I was rendered pretty much speechless.
I was mulling about this afterward, wondering how to sell the advantages of
have a staff technical documentation department, wondering how any of the
arguments I might come up with would carry any weight in an engineering
culture that doesn't even see technical communication as an engineering
discipline.
Although I've never been impressed by job titles, I've come to think that a
better job title for what I can do, and do do, is "User Experience
Engineer." The job so often is so much more than "just" writing. (And I'm
almost never twiddling fonts and spacing.) I mean, following in the
footsteps of Donald A. Norman, I've learned that *everything* in an
interface--a hardware interface, a software interface, a web interface,
everything that people use--communicates to its users. Whether the correct
information is communicated to the user is certainly the purview of a
technical communicator. It's so much more than "just" writing a Help system,
a User Guide, or an API reference.
The attitude I perceived from this person is that the writing part of
technical communication can easily be done by people brought in at the last
minute to create content, with no history and understanding of the product's
design and no clue as to users' needs. More often than not, the role that
this person plays is that of clean up, writing content to compensate for
programmers or marketing people designing things. Or even writing some of
the content themselves. And then they wonder why people get frustrated with
the information that is there, and end up trying to contact technical
support anyway, costing the company more money.
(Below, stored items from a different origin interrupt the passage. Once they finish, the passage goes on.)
/// watches CLI — argument parsing, run orchestration and report sinks.
///
/// All comparison logic lives in `watches-core`; this crate turns command
/// line input into a validated root set and renders the resulting events.
pub mod cli;
pub mod run;
pub mod sink;

pub use cli::{Cli, ReportFormat};
pub use run::{failure_status, run, RunReport};
//! The ordered set of search roots a comparison runs over.
//!
//! Order is preserved exactly as supplied (minus repeats) so that every
//! report lists roots in the same, predictable order.
use crate::error::ConfigError;
use serde::Serialize;
use std::path::{Path, PathBuf};
use tracing::debug;

/// Position of a root within its [`RootSet`].
#[derive(Clone, Copy, Debug, PartialEq, Eq, Hash, PartialOrd, Ord, Serialize)]
pub struct RootIndex(pub u32);

impl RootIndex {
    /// Create a new `RootIndex` from a `usize`.
    #[inline]
    pub fn new(index: usize) -> Self {
        debug_assert!(index <= u32::MAX as usize, "RootIndex overflow");
        Self(index as u32)
    }

    /// Return the index as a `usize` for Vec indexing.
    #[inline]
    pub fn idx(self) -> usize {
        self.0 as usize
    }
}

/// A validated, non-empty list of absolute root directories.
#[derive(Debug, Clone)]
pub struct RootSet {
    roots: Vec<PathBuf>,
}

impl RootSet {
    /// Validate `paths` and build the set.
    ///
    /// Every path must exist and be a directory. Paths are canonicalised so
    /// the same directory named twice (`./a` and `/abs/a`) only counts once;
    /// the first occurrence keeps its position.
    pub fn new<I>(paths: I) -> Result<Self, ConfigError>
    where
        I: IntoIterator,
        I::Item: Into<PathBuf>,
    {
        let mut roots: Vec<PathBuf> = Vec::new();

        for path in paths {
            let path: PathBuf = path.into();
            let meta = std::fs::metadata(&path).map_err(|source| ConfigError::NotFound {
                path: path.clone(),
                source,
            })?;
            if !meta.is_dir() {
                return Err(ConfigError::NotADirectory { path });
            }

            let canonical = std::fs::canonicalize(&path)
                .map_err(|source| ConfigError::NotFound { path, source })?;

            if roots.contains(&canonical) {
                debug!("Ignoring repeated root {}", canonical.display());
                continue;
            }
            roots.push(canonical);
        }

        if roots.is_empty() {
            return Err(ConfigError::NoRoots);
        }
        Ok(Self { roots })
    }

    /// Never zero; construction rejects an empty list.
    #[allow(clippy::len_without_is_empty)]
    pub fn len(&self) -> usize {
        self.roots.len()
    }

    pub fn get(&self, index: RootIndex) -> &Path {
        &self.roots[index.idx()]
    }

    pub fn paths(&self) -> &[PathBuf] {
        &self.roots
    }

    /// Iterate roots in supplied order together with their index.
    pub fn iter(&self) -> impl Iterator<Item = (RootIndex, &Path)> + '_ {
        self.roots
            .iter()
            .enumerate()
            .map(|(i, p)| (RootIndex::new(i), p.as_path()))
    }
}

#[cfg(test)]
mod tests {
    use super::*;
    use tempfile::TempDir;

    #[test]
    fn test_empty_input_is_rejected() {
        let err = RootSet::new(Vec::<PathBuf>::new()).unwrap_err();
        assert!(matches!(err, ConfigError::NoRoots));
    }

    #[test]
    fn test_missing_root_is_rejected() {
        let tmp = TempDir::new().unwrap();
        let missing = tmp.path().join("nope");
        let err = RootSet::new([missing.clone()]).unwrap_err();
        match err {
            ConfigError::NotFound { path, .. } => assert_eq!(path, missing),
            other => panic!("expected NotFound, got {other:?}"),
        }
    }

    #[test]
    fn test_file_root_is_rejected() {
        let tmp = TempDir::new().unwrap();
        let file = tmp.path().join("plain.txt");
        std::fs::write(&file, b"x").unwrap();
        let err = RootSet::new([file]).unwrap_err();
        assert!(matches!(err, ConfigError::NotADirectory { .. }));
    }

    #[test]
    fn test_order_preserved_and_repeats_dropped() {
        let a = TempDir::new().unwrap();
        let b = TempDir::new().unwrap();
        let set = RootSet::new([
            b.path().to_path_buf(),
            a.path().to_path_buf(),
            b.path().to_path_buf(),
        ])
        .unwrap();

        assert_eq!(set.len(), 2);
        assert_eq!(set.get(RootIndex(0)), std::fs::canonicalize(b.path()).unwrap());
        assert_eq!(set.get(RootIndex(1)), std::fs::canonicalize(a.path()).unwrap());
        assert!(set.paths().iter().all(|p| p.is_absolute()));
    }
}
I worked at a company once that charged for technical support (as well as
for training), something that is becoming more common. Technical support was
seen as a profit center. What I realized about this is that when a company
uses this business model, there is absolutely no incentive whatsoever to
improve the products' usability. Meanwhile, customers and users suffer.
OK, this has gone down a few paths; I guess I had to get this off my chest.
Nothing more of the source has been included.